Anti-ischemic therapy with nitrates is complicated by the induction of tolerance that potentially results from an unwanted coproduction of superoxide radicals. Therefore, we analyzed the localization of in vitro and in vivo, glyceryl trinitrate (GTN)-induced formation of superoxide radicals and the effect of the antioxidant vitamin C and of superoxide dismutase (SOD). Sterically hindered hydroxylamines 1-hydroxy-3-carboxy-2,2,5,5-tetramethylpyrrolidine (CP-H) and 1-hydroxy-4-phosphonooxy-2,2,6,6-tetramethylpiperidin (PP-H) can be used for in vitro and in vivo quantification of superoxide radical formation.
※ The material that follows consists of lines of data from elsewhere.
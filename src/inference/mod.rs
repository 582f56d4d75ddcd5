// Inference backends
//
// This module hides the model server behind the InferenceClient trait:
// - openai: OpenAI-compatible chat completions (ollama, llama.cpp server, LM Studio)
// - prompt: system instruction and user message construction
// - postprocess: clean-up applied to every successful response

pub mod openai;
pub mod postprocess;
pub mod prompt;

use async_trait::async_trait;
use std::sync::Arc;

pub use postprocess::clean_translation;
pub use prompt::context_window;

use crate::config::{InferenceConfig, TargetLanguage};
use crate::error::{InferenceError, Result};

/// Everything needed to translate one subtitle line
#[derive(Debug, Clone, PartialEq)]
pub struct TranslationRequest {
    /// The line being translated
    pub text: String,
    /// Surrounding lines, possibly empty
    pub context: Vec<String>,
    pub source_language: String,
    pub target_language: TargetLanguage,
    pub model: String,
}

/// A single-shot translation service. No retries happen behind this trait.
#[cfg_attr(test, mockall::automock)]
#[async_trait]
pub trait InferenceClient: Send + Sync {
    /// Translate one line, returning cleaned, single-line text
    async fn translate(&self, request: &TranslationRequest) -> std::result::Result<String, InferenceError>;

    /// Model ids offered by the endpoint; empty when it cannot be queried
    async fn list_models(&self) -> Vec<String>;
}

/// Factory for creating inference clients
pub struct InferenceClientFactory;

impl InferenceClientFactory {
    /// Create the default client (OpenAI-compatible chat completions)
    pub fn create_client(config: InferenceConfig) -> Result<Arc<dyn InferenceClient>> {
        Ok(Arc::new(openai::ChatCompletionClient::new(config)?))
    }
}
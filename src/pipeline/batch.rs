use std::ops::Range;
use std::sync::Arc;
use tokio::sync::Semaphore;
use tokio::task::JoinSet;
use tracing::{debug, info, warn};

use crate::error::{InferenceError, Result};
use crate::inference::{context_window, InferenceClient, TranslationRequest};
use crate::subtitle::{read_subtitles, write_subtitles, SubtitleItem};
use super::conflict::ConflictResolver;
use super::job::{RunOutcome, RunStats, TranslationJob};
use super::output::OutputPathResolver;

type ItemResult = std::result::Result<String, InferenceError>;

enum BatchLoop {
    Finished(RunStats),
    Cancelled { stats: RunStats, untranslated: Vec<usize> },
}

/// Translates a subtitle sequence in fixed-size batches.
///
/// Items of one batch are requested concurrently; the next batch starts only
/// after every item of the current one has resolved.
pub struct BatchTranslator {
    client: Arc<dyn InferenceClient>,
    context_lines: usize,
    limiter: Option<Arc<Semaphore>>,
}

impl BatchTranslator {
    pub fn new(client: Arc<dyn InferenceClient>, context_lines: usize) -> Self {
        Self {
            client,
            context_lines,
            limiter: None,
        }
    }

    /// Share an in-flight request cap with other translators
    pub fn with_limiter(mut self, limiter: Option<Arc<Semaphore>>) -> Self {
        self.limiter = limiter;
        self
    }

    /// Read, translate and write one file
    pub async fn translate_file<F>(
        &self,
        job: &TranslationJob,
        on_progress: F,
        conflicts: &dyn ConflictResolver,
    ) -> Result<RunOutcome>
    where
        F: FnMut(usize, usize) + Send,
    {
        info!("Translating {} to {}", job.file_path.display(), job.target_language);

        let mut items = read_subtitles(&job.file_path).await?;
        let outcome = self.run(job, &mut items, on_progress, conflicts).await;

        if let RunOutcome::Completed { output_path, .. } = &outcome {
            write_subtitles(output_path, &items).await?;
        }

        Ok(outcome)
    }

    /// Translate `items` in place, then pick the output path
    pub async fn run<F>(
        &self,
        job: &TranslationJob,
        items: &mut [SubtitleItem],
        on_progress: F,
        conflicts: &dyn ConflictResolver,
    ) -> RunOutcome
    where
        F: FnMut(usize, usize) + Send,
    {
        let stats = match self.translate_batches(job, items, on_progress).await {
            BatchLoop::Finished(stats) => stats,
            BatchLoop::Cancelled { stats, untranslated } => {
                return RunOutcome::Cancelled { stats, untranslated };
            }
        };

        info!(
            "Finished {}: {}/{} lines translated",
            job.file_path.display(),
            stats.translated,
            stats.total
        );

        match OutputPathResolver::new(conflicts)
            .resolve(&job.file_path, job.target_language)
            .await
        {
            Some(output_path) => RunOutcome::Completed { output_path, stats },
            None => RunOutcome::Skipped { stats },
        }
    }

    /// The cancellation flag is read only before a batch starts. A request
    /// arriving during the last batch therefore still finishes the file.
    async fn translate_batches<F>(
        &self,
        job: &TranslationJob,
        items: &mut [SubtitleItem],
        mut on_progress: F,
    ) -> BatchLoop
    where
        F: FnMut(usize, usize) + Send,
    {
        let total = items.len();
        let batch_size = job.concurrency();
        let mut stats = RunStats {
            total,
            ..RunStats::default()
        };

        let mut start = 0;
        while start < total {
            if job.is_cancel_requested() {
                let untranslated: Vec<usize> = items[start..].iter().map(|item| item.index).collect();
                warn!(
                    "Cancelled {} after {}/{} lines",
                    job.file_path.display(),
                    start,
                    total
                );
                return BatchLoop::Cancelled { stats, untranslated };
            }

            let end = (start + batch_size).min(total);
            debug!("Dispatching lines {}-{} of {}", start + 1, end, total);

            let results = self.dispatch_batch(job, items, start..end).await;
            for (offset, result) in results.into_iter().enumerate() {
                let item = &mut items[start + offset];
                match result {
                    Some(Ok(text)) => {
                        item.text = text;
                        stats.translated += 1;
                    }
                    Some(Err(e)) => {
                        warn!("Line {} kept its original text: {}", item.index, e);
                        stats.failed.push(item.index);
                    }
                    None => {
                        warn!("Line {} kept its original text: request task aborted", item.index);
                        stats.failed.push(item.index);
                    }
                }
            }

            on_progress(end, total);
            start = end;
        }

        BatchLoop::Finished(stats)
    }

    /// Fan out one request per item and wait for all of them.
    ///
    /// Results come back in item order regardless of completion order.
    async fn dispatch_batch(
        &self,
        job: &TranslationJob,
        items: &[SubtitleItem],
        range: Range<usize>,
    ) -> Vec<Option<ItemResult>> {
        let start = range.start;
        let mut results: Vec<Option<ItemResult>> = vec![None; range.len()];
        let mut tasks = JoinSet::new();

        for position in range {
            let request = TranslationRequest {
                text: items[position].text.clone(),
                context: context_window(items, position, self.context_lines),
                source_language: job.source_language.clone(),
                target_language: job.target_language,
                model: job.model.clone(),
            };
            let client = Arc::clone(&self.client);
            let limiter = self.limiter.clone();

            tasks.spawn(async move {
                let _permit = match limiter {
                    Some(limiter) => limiter.acquire_owned().await.ok(),
                    None => None,
                };
                (position, client.translate(&request).await)
            });
        }

        while let Some(joined) = tasks.join_next().await {
            match joined {
                Ok((position, result)) => results[position - start] = Some(result),
                Err(e) => warn!("Translation task failed: {}", e),
            }
        }

        results
    }
}
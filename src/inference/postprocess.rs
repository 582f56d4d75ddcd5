const THINK_OPEN: &str = "<think>";
const THINK_CLOSE: &str = "</think>";

/// Clean raw model output into a single subtitle line.
///
/// Drops `<think>…</think>` reasoning blocks, leading full-width colons and
/// joins the remaining lines with a single space. Returns `None` when nothing is left.
pub fn clean_translation(raw: &str) -> Option<String> {
    let without_reasoning = strip_reasoning(raw);

    let single_line = without_reasoning
        .lines()
        .map(str::trim)
        .filter(|line| !line.is_empty())
        .collect::<Vec<_>>()
        .join(" ");

    let cleaned = single_line
        .trim_start_matches(|c: char| c == '：' || c.is_whitespace())
        .trim();

    if cleaned.is_empty() {
        None
    } else {
        Some(cleaned.to_string())
    }
}

fn strip_reasoning(raw: &str) -> String {
    let mut text = raw.to_string();

    while let Some(start) = text.find(THINK_OPEN) {
        match text[start..].find(THINK_CLOSE) {
            Some(offset) => {
                text.replace_range(start..start + offset + THINK_CLOSE.len(), "");
            }
            // Unterminated block: the model never got to the answer
            None => {
                text.truncate(start);
                break;
            }
        }
    }

    // Some servers strip the opening tag but keep the closing one
    if let Some(end) = text.rfind(THINK_CLOSE) {
        text = text[end + THINK_CLOSE.len()..].to_string();
    }

    text
}
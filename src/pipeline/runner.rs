use parking_lot::Mutex;
use std::collections::HashMap;
use std::path::PathBuf;
use std::sync::Arc;
use std::sync::atomic::{AtomicUsize, Ordering};
use tokio::sync::{mpsc, Semaphore};
use tokio::task::JoinHandle;
use tracing::{info, warn};
use uuid::Uuid;

use crate::inference::InferenceClient;
use super::batch::BatchTranslator;
use super::conflict::ConflictResolver;
use super::job::{CancellationFlag, JobReport, TranslationJob};

/// Callbacks toward the front-end. All methods may be called from worker tasks.
pub trait JobObserver: Send + Sync {
    fn on_progress(&self, _job: &TranslationJob, _current: usize, _total: usize) {}

    fn on_file_complete(&self, _report: &JobReport) {}

    /// Called once when every job of a `start_all` call has finished
    fn on_all_complete(&self) {}
}

/// Events forwarded by `ChannelObserver`
#[derive(Debug)]
pub enum JobEvent {
    Progress {
        job_id: Uuid,
        file_path: PathBuf,
        current: usize,
        total: usize,
    },
    FileComplete(JobReport),
    AllComplete,
}

/// Forwards observer callbacks into a channel for a UI loop to drain
pub struct ChannelObserver {
    events: mpsc::UnboundedSender<JobEvent>,
}

impl ChannelObserver {
    pub fn new() -> (Self, mpsc::UnboundedReceiver<JobEvent>) {
        let (events, receiver) = mpsc::unbounded_channel();
        (Self { events }, receiver)
    }

    fn send(&self, event: JobEvent) {
        // A closed receiver means nobody is watching anymore
        let _ = self.events.send(event);
    }
}

impl JobObserver for ChannelObserver {
    fn on_progress(&self, job: &TranslationJob, current: usize, total: usize) {
        self.send(JobEvent::Progress {
            job_id: job.id,
            file_path: job.file_path.clone(),
            current,
            total,
        });
    }

    fn on_file_complete(&self, report: &JobReport) {
        self.send(JobEvent::FileComplete(report.clone()));
    }

    fn on_all_complete(&self) {
        self.send(JobEvent::AllComplete);
    }
}

/// Runs one task per file and tracks when they are all done
pub struct JobRunner {
    translator: Arc<BatchTranslator>,
    conflicts: Arc<dyn ConflictResolver>,
    observer: Arc<dyn JobObserver>,
    active: Arc<Mutex<HashMap<Uuid, CancellationFlag>>>,
    handles: Mutex<Vec<JoinHandle<()>>>,
}

impl JobRunner {
    /// `max_in_flight` of 0 leaves each file bounded only by its own batch size
    pub fn new(
        client: Arc<dyn InferenceClient>,
        context_lines: usize,
        max_in_flight: usize,
        conflicts: Arc<dyn ConflictResolver>,
        observer: Arc<dyn JobObserver>,
    ) -> Self {
        let limiter = (max_in_flight > 0).then(|| Arc::new(Semaphore::new(max_in_flight)));
        let translator = BatchTranslator::new(client, context_lines).with_limiter(limiter);

        Self {
            translator: Arc::new(translator),
            conflicts,
            observer,
            active: Arc::new(Mutex::new(HashMap::new())),
            handles: Mutex::new(Vec::new()),
        }
    }

    /// Start every job concurrently. Must be called from within a tokio runtime.
    pub fn start_all(&self, jobs: Vec<TranslationJob>) {
        let total = jobs.len();
        info!("Starting {} translation job(s)", total);

        if total == 0 {
            self.observer.on_all_complete();
            return;
        }

        let finished = Arc::new(AtomicUsize::new(0));
        let mut handles = self.handles.lock();

        for job in jobs {
            self.active.lock().insert(job.id, job.cancellation());

            let translator = Arc::clone(&self.translator);
            let conflicts = Arc::clone(&self.conflicts);
            let observer = Arc::clone(&self.observer);
            let active = Arc::clone(&self.active);
            let finished = Arc::clone(&finished);

            handles.push(tokio::spawn(async move {
                let progress_observer = Arc::clone(&observer);
                let progress_job = job.clone();
                let outcome = translator
                    .translate_file(
                        &job,
                        move |current, total| progress_observer.on_progress(&progress_job, current, total),
                        conflicts.as_ref(),
                    )
                    .await;

                if let Err(e) = &outcome {
                    warn!("Job for {} failed: {}", job.file_path.display(), e);
                }

                active.lock().remove(&job.id);
                let report = JobReport {
                    job_id: job.id,
                    source: job.file_path.clone(),
                    outcome: outcome.map_err(Arc::new),
                };
                info!("{}", report);
                observer.on_file_complete(&report);

                if finished.fetch_add(1, Ordering::SeqCst) + 1 == total {
                    info!("All {} translation job(s) finished", total);
                    observer.on_all_complete();
                }
            }));
        }
    }

    /// Request cancellation of one job; false when it is no longer running
    pub fn cancel(&self, job_id: Uuid) -> bool {
        match self.active.lock().get(&job_id) {
            Some(flag) => {
                info!("Cancellation requested for job {}", job_id);
                flag.cancel();
                true
            }
            None => false,
        }
    }

    pub fn cancel_all(&self) {
        let active = self.active.lock();
        info!("Cancellation requested for {} active job(s)", active.len());
        for flag in active.values() {
            flag.cancel();
        }
    }

    pub fn active_jobs(&self) -> usize {
        self.active.lock().len()
    }

    /// Wait for every started job to finish
    pub async fn wait(&self) {
        let handles = std::mem::take(&mut *self.handles.lock());
        for handle in handles {
            if let Err(e) = handle.await {
                warn!("Translation task panicked: {}", e);
            }
        }
    }
}
use std::path::{Path, PathBuf};
use tracing::info;

use crate::config::TargetLanguage;
use super::conflict::{ConflictDecision, ConflictResolver};

/// Picks where a translated file is written, next to its source.
///
/// `movie.srt` translated to Traditional Chinese becomes `movie.zh_tw.srt`.
pub struct OutputPathResolver<'a> {
    conflicts: &'a dyn ConflictResolver,
}

impl<'a> OutputPathResolver<'a> {
    pub fn new(conflicts: &'a dyn ConflictResolver) -> Self {
        Self { conflicts }
    }

    /// Destination path, or `None` when the user chose to skip the file
    pub async fn resolve(&self, source: &Path, target: TargetLanguage) -> Option<PathBuf> {
        let candidate = candidate_path(source, target, None);
        if !candidate.exists() {
            return Some(candidate);
        }

        match self.conflicts.decide(&candidate).await {
            ConflictDecision::Overwrite => {
                info!("Overwriting existing file: {}", candidate.display());
                Some(candidate)
            }
            ConflictDecision::Rename => {
                let renamed = (1usize..)
                    .map(|counter| candidate_path(source, target, Some(counter)))
                    .find(|path| !path.exists())?;
                info!("{} exists, writing to {}", candidate.display(), renamed.display());
                Some(renamed)
            }
            ConflictDecision::Skip => {
                info!("Skipping existing file: {}", candidate.display());
                None
            }
        }
    }
}

/// `<dir>/<stem>.<code>[_<counter>]<.ext>`
pub fn candidate_path(source: &Path, target: TargetLanguage, counter: Option<usize>) -> PathBuf {
    let stem = source
        .file_stem()
        .map(|s| s.to_string_lossy().to_string())
        .unwrap_or_default();
    let extension = source
        .extension()
        .map(|e| format!(".{}", e.to_string_lossy()))
        .unwrap_or_default();
    let counter = counter.map(|n| format!("_{}", n)).unwrap_or_default();

    let file_name = format!("{}.{}{}{}", stem, target.code(), counter, extension);
    match source.parent() {
        Some(parent) => parent.join(file_name),
        None => PathBuf::from(file_name),
    }
}

#[cfg(test)]
mod tests {
    use super::*;
    use assert_fs::prelude::*;

    #[test]
    fn test_candidate_path() {
        let source = Path::new("/videos/movie.srt");
        assert_eq!(
            candidate_path(source, TargetLanguage::TraditionalChinese, None),
            PathBuf::from("/videos/movie.zh_tw.srt")
        );
        assert_eq!(
            candidate_path(source, TargetLanguage::English, Some(3)),
            PathBuf::from("/videos/movie.en_3.srt")
        );
        assert_eq!(
            candidate_path(Path::new("noext"), TargetLanguage::Japanese, None),
            PathBuf::from("noext.jp")
        );
    }

    #[tokio::test]
    async fn test_free_path_is_returned_without_asking() {
        let dir = assert_fs::TempDir::new().unwrap();
        let source = dir.child("movie.srt");
        source.touch().unwrap();

        // Skip would yield None if it were consulted
        let policy = ConflictDecision::Skip;
        let resolved = OutputPathResolver::new(&policy)
            .resolve(source.path(), TargetLanguage::TraditionalChinese)
            .await;
        assert_eq!(resolved, Some(dir.child("movie.zh_tw.srt").path().to_path_buf()));
    }

    #[tokio::test]
    async fn test_overwrite_returns_same_path() {
        let dir = assert_fs::TempDir::new().unwrap();
        dir.child("movie.zh_tw.srt").touch().unwrap();

        let policy = ConflictDecision::Overwrite;
        let resolved = OutputPathResolver::new(&policy)
            .resolve(dir.child("movie.srt").path(), TargetLanguage::TraditionalChinese)
            .await;
        assert_eq!(resolved, Some(dir.child("movie.zh_tw.srt").path().to_path_buf()));
    }

    #[tokio::test]
    async fn test_rename_picks_lowest_free_counter() {
        let dir = assert_fs::TempDir::new().unwrap();
        dir.child("movie.zh_tw.srt").touch().unwrap();
        dir.child("movie.zh_tw_1.srt").touch().unwrap();
        dir.child("movie.zh_tw_3.srt").touch().unwrap();

        let policy = ConflictDecision::Rename;
        let resolved = OutputPathResolver::new(&policy)
            .resolve(dir.child("movie.srt").path(), TargetLanguage::TraditionalChinese)
            .await;
        assert_eq!(resolved, Some(dir.child("movie.zh_tw_2.srt").path().to_path_buf()));
    }

    #[tokio::test]
    async fn test_skip_returns_none() {
        let dir = assert_fs::TempDir::new().unwrap();
        dir.child("movie.en.srt").touch().unwrap();

        let policy = ConflictDecision::Skip;
        let resolved = OutputPathResolver::new(&policy)
            .resolve(dir.child("movie.srt").path(), TargetLanguage::English)
            .await;
        assert_eq!(resolved, None);
    }
}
The penetration/incorporation of CP-H or PP-H and of their corresponding nitroxyl radicals was examined by fractionation of the blood and blood cells during a 1-h incubation. For monitoring in vivo, GTN-induced (130 microg/kg) O2*- formation CP-H or PP-H were continuously infused (actual concentration, 800 microM) for 90 to 120 min into rabbits. Formation of superoxide was determined by SOD- or vitamin C-inhibited contents of nitroxide radicals in the blood from A. carotis. The incubation of whole blood with CP-H, PP-H, or corresponding nitroxyl radicals clearly shows that during a 1-h incubation, as much as 8.3% of CP-H but only 0.9% of PP-H is incorporated in cytoplasm. Acute GTN treatment of whole blood and in vivo bolus infusion significantly increased superoxide radical formation as much as 4-fold. Pretreatment with 20 mg/kg vitamin C or 15,000 U/kg superoxide dismutase prevented GTN-induced nitroxide formation. The decrease of trapped radicals after treatment with extracellularly added superoxide dismutase or vitamin C leads to the conclusion that GTN increases the amount of extracellular superoxide radicals both in vitro and in vivo.